I shook my head. "Who gave you my name?"
"Burke! It's me. You don't recognize me?"
I let my eyes travel over her. "Not a line."
She fluffed her hair, ran her hands quickly over her face, across her breasts, down past her hips, patted the front of her thighs. "It's all new."
"Some things you can't change," I told her, reaching behind me for the doorknob.
"You don't remember me at all," she said, sadness in her voice.
I closed one eye, watching her with the other. Tapped the closed lid. It was the only chance she'd get.
"Oh! Damn! I forgot. Wait a minute."
I didn't move. She put a hand on my arm. Nails cut short, no polish. "Please."
I watched her walk over to the window, tilt her head back, reach into her eyes. Pull something away from each one. "Come here, Burke. Just for a minute… okay?"
I went to the window, the carpet soft under my feet. The late afternoon sunlight came through the window. "Take a better look," she said, her voice soft.
The yellow cat's eyes watched me.
"Contact lenses." A little girl's whisper, giggling at soft conspiracies.
Candy.
29
THERE W
AS a white phone on a glass table near the couch. One of those Swedish designer jobs, big round numbers in four grids of three. I left her standing by the window, picked up the receiver, and dialed the number of the pay phone on the corner. I scanned the joint while the phone rang—it looked like the waiting room in an expensive clinic. The Prof answered. "Call you back in fifteen minutes," I said, and hung up.

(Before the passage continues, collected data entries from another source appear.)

//! The placement algorithm (§4.1 steps 1-7): walk the live worker set in
//! registry order, greedily assign each task's load against remaining
//! per-worker capacity, and fail the whole task atomically if the pool
//! can't absorb it.
//!
//! Grounded on the reference implementation's `assignAndCalculateTask` in
//! `biz_stress_start.go`, kept pure (no I/O) so every invariant in §8
//! (P1-P3) is a plain unit test against in-memory `ServiceInstance`/
//! `NodeCost` fixtures; `controller::admission` is the only caller that
//! touches the registry/ledger over the network.

use std::collections::HashMap;

use crate::errors::PlacementError;
use crate::model::{Assignment, BindNode, NodeCost, ServiceInstance, StressMode, StressType, Task};

/// The outcome of placing one task: the assignment to record, and each
/// touched worker's post-placement `NodeCost` to CAS into the ledger.
pub struct PlacedTask {
    pub assignment: Assignment,
    pub updated_costs: Vec<NodeCost>,
}

/// Places `task` across `workers`, given the ledger's current view of their
/// cost (`ledger`, keyed by worker address; an absent entry is treated as
/// an empty `NodeCost` per §4.1 step 1).
pub fn place_task(
    task: &Task,
    stress_type: StressType,
    stress_mode: StressMode,
    interval_len: usize,
    workers: &[ServiceInstance],
    ledger: &HashMap<String, NodeCost>,
) -> Result<PlacedTask, PlacementError> {
    let total_num = match stress_mode {
        StressMode::Constant => task.num,
        StressMode::Step => task.num.max(task.max_num.unwrap_or(task.num)),
    };
    let schedule = task.step_schedule(interval_len);

    let mut remaining = total_num;
    // (worker_addr, add_cost, new_cost)
    let mut binds: Vec<(String, u64, NodeCost)> = Vec::new();

    for worker in workers {
        if remaining == 0 {
            break;
        }
        let cost = ledger.get(&worker.address).cloned().unwrap_or_else(|| {
            NodeCost::new_empty(
                worker.address.clone(),
                worker.max_rps_num(),
                worker.max_concurrency_num(),
            )
        });

        let left_num = match stress_type {
            StressType::Rps => {
                if cost.is_goroutine_pinned() {
                    0
                } else {
                    cost.rps_quota.saturating_sub(cost.rps_cost)
                }
            }
            StressType::Concurrency => {
                if cost.is_rps_pinned() {
                    0
                } else {
                    cost.goroutine_quota.saturating_sub(cost.goroutine_cost)
                }
            }
        };
        if left_num == 0 {
            continue;
        }

        let add_cost = remaining.min(left_num);
        remaining -= add_cost;

        let mut new_cost = cost;
        match stress_type {
            StressType::Rps => new_cost.rps_cost += add_cost,
            StressType::Concurrency => new_cost.goroutine_cost += add_cost,
        }
        new_cost.running_task_count += 1;

        binds.push((worker.address.clone(), add_cost, new_cost));
    }

    if remaining > 0 {
        return Err(PlacementError::NodesBusy {
            task_id: task.task_id,
            requested: total_num,
            remaining,
        });
    }

    let per_interval = split_step_schedule(&schedule, &binds, total_num);

    let updated_costs: Vec<NodeCost> = binds.iter().map(|(_, _, c)| c.clone()).collect();
    let bind_nodes: Vec<BindNode> = binds
        .into_iter()
        .zip(per_interval)
        .map(|((addr, add_cost, _), nums)| BindNode {
            worker_addr: addr,
            base_num: add_cost,
            per_interval_nums: nums,
        })
        .collect();

    Ok(PlacedTask {
        assignment: Assignment {
            task_id: task.task_id,
            binds: bind_nodes,
        },
        updated_costs,
    })
}

/// §4.1 step 5: proportionally splits each interval's target (`schedule[j]`)
/// across assigned workers by their share of `total_num`, with the last
/// assigned worker absorbing rounding so each interval's column sums
/// exactly to `schedule[j]`.
fn split_step_schedule(
    schedule: &[u64],
    binds: &[(String, u64, NodeCost)],
    total_num: u64,
) -> Vec<Vec<u64>> {
    let mut per_worker = vec![vec![0u64; schedule.len()]; binds.len()];
    if binds.is_empty() || total_num == 0 {
        return per_worker;
    }

    for (j, &target) in schedule.iter().enumerate() {
        let mut assigned_sum = 0u64;
        for (i, (_, add_cost, _)) in binds.iter().enumerate() {
            if i == binds.len() - 1 {
                break;
            }
            let share = ((target as f64) * (*add_cost as f64) / (total_num as f64)).round() as u64;
            per_worker[i][j] = share;
            assigned_sum += share;
        }
        let last = binds.len() - 1;
        per_worker[last][j] = target.saturating_sub(assigned_sum);
    }
    per_worker
}

#[cfg(test)]
mod tests {
    use super::*;
    use std::collections::HashMap as Map;

    fn worker(addr: &str, max_rps: u64, max_conc: u64) -> ServiceInstance {
        let mut metadata = Map::new();
        metadata.insert("max_rps_num".to_string(), max_rps.to_string());
        metadata.insert("max_concurrency_num".to_string(), max_conc.to_string());
        ServiceInstance {
            name: "pecker".into(),
            address: addr.into(),
            metadata,
        }
    }

    fn task(task_id: i64, num: u64, max_num: Option<u64>, step_num: Option<u64>) -> Task {
        Task {
            task_id,
            plan_id: 1,
            name: "t".into(),
            url: "http://example.com".into(),
            method: crate::model::HttpMethod::Get,
            headers: Map::new(),
            query: Vec::new(),
            body: None,
            timeout_secs: 5,
            max_connections: 100,
            flags: Default::default(),
            proxy: None,
            max_body_size: None,
            num,
            max_num,
            step_num,
            dynamic_param_script: None,
            response_check_script: None,
        }
    }

    #[test]
    fn constant_mode_splits_num_exactly_across_workers_p1() {
        let workers = vec![worker("w1", 30, 0), worker("w2", 100, 0)];
        let t = task(1, 50, None, None);
        let placed = place_task(
            &t,
            StressType::Rps,
            StressMode::Constant,
            1,
            &workers,
            &Map::new(),
        )
        .unwrap();

        let total: u64 = placed.assignment.binds.iter().map(|b| b.base_num).sum();
        assert_eq!(total, 50);
    }

    #[test]
    fn insufficient_capacity_fails_whole_task_not_partial_p7() {
        let workers = vec![worker("w1", 10, 0)];
        let t = task(1, 50, None, None);
        let err = place_task(
            &t,
            StressType::Rps,
            StressMode::Constant,
            1,
            &workers,
            &Map::new(),
        )
        .unwrap_err();
        assert!(matches!(err, PlacementError::NodesBusy { .. }));
    }

    #[test]
    fn rps_pinned_worker_is_unusable_for_concurrency_task_p3() {
        let workers = vec![worker("w1", 100, 100)];
        let mut ledger = Map::new();
        let mut cost = NodeCost::new_empty("w1", 100, 100);
        cost.rps_cost = 10;
        ledger.insert("w1".to_string(), cost);

        let t = task(1, 20, None, None);
        let err = place_task(
            &t,
            StressType::Concurrency,
            StressMode::Constant,
            1,
            &workers,
            &ledger,
        )
        .unwrap_err();
        assert!(matches!(err, PlacementError::NodesBusy { .. }));
    }

    #[test]
    fn placement_never_exceeds_quota_p2() {
        let workers = vec![worker("w1", 40, 0)];
        let t = task(1, 40, None, None);
        let placed = place_task(
            &t,
            StressType::Rps,
            StressMode::Constant,
            1,
            &workers,
            &Map::new(),
        )
        .unwrap();
        for cost in &placed.updated_costs {
            assert!(cost.rps_cost <= cost.rps_quota);
        }
    }

    #[test]
    fn step_mode_interval_columns_sum_to_schedule_target() {
        let workers = vec![worker("w1", 30, 0), worker("w2", 100, 0)];
        let t = task(1, 10, Some(50), Some(10));
        let interval_len = 4; // matches step_schedule's own ramp length
        let placed = place_task(
            &t,
            StressType::Rps,
            StressMode::Step,
            interval_len,
            &workers,
            &Map::new(),
        )
        .unwrap();

        let schedule = t.step_schedule(interval_len);
        for (j, &target) in schedule.iter().enumerate() {
            let column: u64 = placed
                .assignment
                .binds
                .iter()
                .map(|b| b.per_interval_nums[j])
                .sum();
            assert_eq!(column, target, "interval {j} column mismatch");
        }
    }
}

I sat down on the couch. Lit a cigarette, watching her. Thinking how I should look through the place first. But it didn't feel like a trap. And a woman who could change herself into something new could hide a microphone anyplace.
"What do you want?" I asked her.
She came to the couch, sat at the opposite end, curling her legs under her like a teenager.

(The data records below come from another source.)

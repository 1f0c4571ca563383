//! HTTP traffic driver: pacer math, the Rps/Concurrency drivers, per-request
//! execution, and the stat pipeline (§4.2).

pub mod driver;
pub mod pacer;
pub mod request;
pub mod stat;

pub use driver::{run_concurrency_driver, run_rps_driver, run_stepped_rps_driver, StopFlag};
pub use pacer::{ConstantPacer, LinearPacer};
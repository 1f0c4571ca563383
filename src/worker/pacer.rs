//! Constant and Linear pacers (§4.2): given elapsed time and hits-so-far,
//! decide how long to wait before the next request, or whether to stop.
//!
//! Grounded on the reference implementation's `pacer.go`, a literal
//! transliteration of vegeta's pacer math (`expected = freq * floor(e/per)`,
//! "running behind the schedule sends immediately, otherwise wait until the
//! next scheduled tick"). Kept pure and synchronous so `worker::driver` can
//! unit test the scheduling decision without spinning up real sleeps.

use std::sync::Mutex;
use std::time::Duration;

/// `next_wait` returns how long to sleep before issuing hit number `hits`
/// (0-indexed), and whether the pacer considers the run over.
pub trait Pacer: Send + Sync {
    fn next_wait(&self, elapsed: Duration, hits: u64) -> (Duration, bool);
}

/// Flat `freq` hits per `per` duration.
#[derive(Debug, Clone, Copy)]
pub struct ConstantPacer {
    pub freq: f64,
    pub per: Duration,
}

impl ConstantPacer {
    pub fn new(freq: f64, per: Duration) -> Self {
        Self { freq, per }
    }

    /// Rebases this pacer to a new frequency while preserving `per` — used
    /// by the Step-mode Rps driver when elapsed time crosses a step
    /// boundary and `Nums[k]` changes (§4.2).
    pub fn rebased(&self, freq: f64) -> Self {
        Self { freq, per: self.per }
    }
}

impl Pacer for ConstantPacer {
    fn next_wait(&self, elapsed: Duration, hits: u64) -> (Duration, bool) {
        if self.freq <= 0.0 {
            return (Duration::ZERO, true);
        }
        let per_secs = self.per.as_secs_f64();
        let e = elapsed.as_secs_f64();
        let expected = self.freq * (e / per_secs).floor();

        if (hits as f64) < expected {
            return (Duration::ZERO, false);
        }

        let interval = per_secs / self.freq;
        let next_time = (hits as f64 + 1.0) * interval;
        if !next_time.is_finite() {
            return (Duration::ZERO, true);
        }
        let wait = (next_time - e).max(0.0);
        (Duration::from_secs_f64(wait), false)
    }
}

/// Rate grows linearly from `start_at` hits/sec with slope `a` hits/sec^2.
/// `expected(t) = a*t^2/2 + start_at*t`.
#[derive(Debug, Clone, Copy)]
pub struct LinearPacer {
    pub start_at: f64,
    pub slope: f64,
}

impl LinearPacer {
    pub fn new(start_at: f64, slope: f64) -> Self {
        Self { start_at, slope }
    }

    fn expected(&self, t: f64) -> f64 {
        self.slope * t * t / 2.0 + self.start_at * t
    }

    /// Solves `expected(t) = target` for the smallest non-negative `t`.
    fn time_for(&self, target: f64) -> f64 {
        if self.slope == 0.0 {
            if self.start_at <= 0.0 {
                return f64::INFINITY;
            }
            return target / self.start_at;
        }
        let discriminant = self.start_at * self.start_at + 2.0 * self.slope * target;
        if discriminant < 0.0 {
            return f64::INFINITY;
        }
        (-self.start_at + discriminant.sqrt()) / self.slope
    }
}

impl Pacer for LinearPacer {
    fn next_wait(&self, elapsed: Duration, hits: u64) -> (Duration, bool) {
        let e = elapsed.as_secs_f64();
        let expected = self.expected(e);

        if (hits as f64) < expected {
            return (Duration::ZERO, false);
        }

        let next_time = self.time_for(hits as f64 + 1.0);
        if !next_time.is_finite() {
            return (Duration::ZERO, true);
        }
        let wait = (next_time - e).max(0.0);
        (Duration::from_secs_f64(wait), false)
    }
}

#[cfg(test)]
mod tests {
    use super::*;

    #[test]
    fn constant_pacer_sends_immediately_when_behind_schedule() {
        let pacer = ConstantPacer::new(10.0, Duration::from_secs(1));
        let (wait, stop) = pacer.next_wait(Duration::from_millis(500), 2);
        assert!(!stop);
        assert_eq!(wait, Duration::ZERO);
    }

    #[test]
    fn constant_pacer_waits_for_next_tick_when_on_schedule() {
        let pacer = ConstantPacer::new(10.0, Duration::from_secs(1));
        let (wait, stop) = pacer.next_wait(Duration::from_millis(0), 0);
        assert!(!stop);
        assert!(wait > Duration::ZERO);
        assert!(wait <= Duration::from_millis(100));
    }

    #[test]
    fn constant_pacer_achieves_steady_state_rate_p4() {
        let pacer = ConstantPacer::new(100.0, Duration::from_secs(1));
        let mut elapsed = Duration::ZERO;
        let mut hits = 0u64;
        while elapsed < Duration::from_secs(10) {
            let (wait, stop) = pacer.next_wait(elapsed, hits);
            assert!(!stop);
            elapsed += wait;
            hits += 1;
        }
        let rate = hits as f64 / elapsed.as_secs_f64();
        assert!((rate - 100.0).abs() / 100.0 < 0.05, "rate was {rate}");
    }

    #[test]
    fn zero_freq_pacer_stops_immediately() {
        let pacer = ConstantPacer::new(0.0, Duration::from_secs(1));
        let (_, stop) = pacer.next_wait(Duration::ZERO, 0);
        assert!(stop);
    }

    #[test]
    fn rebased_pacer_keeps_per_but_changes_freq() {
        let pacer = ConstantPacer::new(10.0, Duration::from_secs(2));
        let rebased = pacer.rebased(50.0);
        assert_eq!(rebased.per, Duration::from_secs(2));
        assert_eq!(rebased.freq, 50.0);
    }

    #[test]
    fn linear_pacer_ramps_rate_upward() {
        let pacer = LinearPacer::new(1.0, 2.0);
        let (wait_early, _) = pacer.next_wait(Duration::ZERO, 0);
        let (wait_late, _) = pacer.next_wait(Duration::from_secs(5), 20);
        assert!(wait_late <= wait_early);
    }

    #[test]
    fn linear_pacer_matches_expected_curve() {
        let pacer = LinearPacer::new(0.0, 2.0);
        // expected(t) = t^2; at t=3, expected = 9 hits.
        assert!((pacer.expected(3.0) - 9.0).abs() < 1e-9);
    }
}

"Maybe I just wanted to see you."
"Write me a letter."
She shook her head slightly, a fighter shaking off a punch. "I was just a kid."
I shrugged.
"You're still angry with me?"
"I'm not angry with anyone. I don't know you."
"But…"
"I remember you. It's not the same as knowing you, okay?"
"Okay."
"What do you want, Irene?"
"I haven't been Irene for a long time. That's one of the things I changed."
"What do I call you?"
"Whatever you want. That's me—I can be whatever you want. There's all kinds of candy."
"That's what you do now?"
"That's what I do."
I looked her over again, seeing it. "You got a closet full of wigs too?"
Her smile flashed. She scissored her legs off the couch, held out her hand to me. I grabbed her wrist instead, my thumb hard against the nerve junction. She didn't seem to notice. I left my cigarette burning in the ashtray. She led me down a carpeted hall, stepped into a room nearly as big as the living room. One wall was floor–to–ceiling mirrors. "My closet," she said.